最終的には自分で作ることも視野に入れて庭師を探し、声をかける。
「すみません。大きな木の枝があれば分けてほしいのですが」
「? 一体何に使うおつもりですか、お嬢様?」
日に焼けた肌と土まみれの軍手をポケットに突っ込んだ姿の庭師の男はアレイヤの要望に肩にかけていたタオルが落ちた。
「魔法を使うのに使ってみたくて」
「はぁ……。ですが、貴族のお嬢様にお渡しできるようなものは何もありませんよ?」
「見せていただくだけでも大丈夫です。選ぶのは私がしますから」
なければごめんなさい、と先に頭を下げると、変な貴族の令嬢だなと思っていそうな顔で切り落とした枝などを集めておく場所に案内された。プライドの高い、それこそ貴族至上主義の人たちは顔を顰めること請負の場所だった。
剪定した花の枝葉まで集められていて、庭園とは違った植物の香りが広がっていた。
どことなく聖域の森に近い香りに懐かしさを味わった。
ただ、思ったよりも長さが足りない枝ばかりしかなく、太さも心許ない。地面に強めに刺した瞬間に折れてしまうほどのものしかない。そもそも学園内の木の剪定なんて頻繁に行われているだろうことを考えていなかった。
きちんとお礼を言って校舎の中に戻る。光魔法の使い方を模索していく中で前世の知識が有用であることを突き止めた魔法実技試験の前に気付き、それから夢見ていた。
やりたいことは闇魔法のヒロインがやっていたものだしあのヒロインのような使い方にはならないだろうけれど、光魔法の適性があるからこそのやり方もあるし、その想定で考えている。
土産もなく来てしまったとわずかに後悔しながらも、アレイヤはクロードのいる魔法準備室と書かれた部屋の扉をノックした。
返事を待ってから中に入ると、三名の教師が一斉にこちらを見た。
一人は手紙を蝶にして送ってきたクロード。
二人は補習授業のために出勤しているのだろうけれど、その内の一人はあまり会いたくなかった教師だった。
「こんにちは」
できればクロードだけに挨拶をしたかったが、そういうわけにもいかない。
「ノルマンドさん! どうしたの、私に用事かしら? そうよね、数学の話をするなら私しかいないわよね!」
エニータ・モロフ。数学オタクでおっとりした雰囲気の女教師である。
生来の天然の性格がそう思い込ませているのか、アレイヤの目的が自分以外にあると想像もしていない。数学の話をしたかったのはむしろそちらじゃないのか、と言ったとしても言い過ぎではないはずだ。

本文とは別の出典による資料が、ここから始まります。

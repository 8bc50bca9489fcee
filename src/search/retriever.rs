use serde::{Deserialize, Serialize};
use std::sync::Arc;
use tracing::{debug, warn};

use crate::error::{Error, Result};

use super::embedder::{normalize, Embedder};
use super::store::{cosine_similarity, Collection, SearchResult};

/// A ranked chunk handed to the caller.
#[derive(Debug, Clone, PartialEq, Serialize, Deserialize)]
pub struct Passage {
    pub id: u64,
    pub heading: String,
    pub text: String,
    pub score: f32,
}

impl From<SearchResult> for Passage {
    fn from(result: SearchResult) -> Self {
        Self {
            id: result.chunk.id,
            heading: result.chunk.heading,
            text: result.chunk.text,
            score: result.score,
        }
    }
}

/// Query-time pairing of an embedder with a loaded collection.
///
/// Both are shared read-only; one `Retriever` can serve concurrent queries.
pub struct Retriever {
    embedder: Arc<dyn Embedder>,
    collection: Arc<Collection>,
}

impl Retriever {
    /// Fails when the embedder cannot produce vectors comparable to the
    /// stored ones (different width or different model).
    pub fn new(embedder: Arc<dyn Embedder>, collection: Arc<Collection>) -> Result<Self> {
        if collection.dimension() != 0 && embedder.dimensions() != collection.dimension() {
            return Err(Error::DimensionMismatch {
                expected: collection.dimension(),
                actual: embedder.dimensions(),
            });
        }

        let stored = collection.metadata().model.as_str();
        if stored.is_empty() {
            warn!("Store does not record its embedding model; skipping model check");
        } else if stored != embedder.model_id() {
            return Err(Error::ModelMismatch {
                store: stored.to_string(),
                embedder: embedder.model_id().to_string(),
            });
        }

        Ok(Self {
            embedder,
            collection,
        })
    }

    pub fn collection(&self) -> &Collection {
        &self.collection
    }

    /// Embed `query` and return the `k` closest passages, best first.
    pub async fn retrieve(&self, query: &str, k: usize) -> Result<Vec<Passage>> {
        if query.trim().is_empty() {
            return Err(Error::InvalidArgument("query must not be empty".into()));
        }
        if k == 0 {
            return Err(Error::InvalidArgument("k must be a positive integer".into()));
        }

        let mut vector = self.embedder.embed(query).await?;
        if self.collection.metadata().normalized {
            normalize(&mut vector);
        }

        let results = self.collection.search(&vector, k)?;
        debug!("Query matched {} of {} chunks", results.len(), self.collection.len());

        Ok(results.into_iter().map(Passage::from).collect())
    }

    /// Cosine similarity between the embeddings of two texts.
    pub async fn similarity(&self, a: &str, b: &str) -> Result<f32> {
        let texts = [a.to_string(), b.to_string()];
        let vectors = self.embedder.embed_batch(&texts).await?;
        match vectors.as_slice() {
            [first, second] => Ok(cosine_similarity(first, second)),
            _ => Err(Error::Embedding(format!(
                "expected 2 vectors, got {}",
                vectors.len()
            ))),
        }
    }
}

「すみません。クロード先生がいらっしゃるとお聞きしまして、少し相談をと」
「あらそうなの? 私には一つも用件はなし?」
「……今のところは」
悲しそうな顔をされると無理にでも会う理由を見つけなければならなくな――りはしないのだけれど、また次の授業の後に話をさせてもらいたいと告げれば機嫌も取れた。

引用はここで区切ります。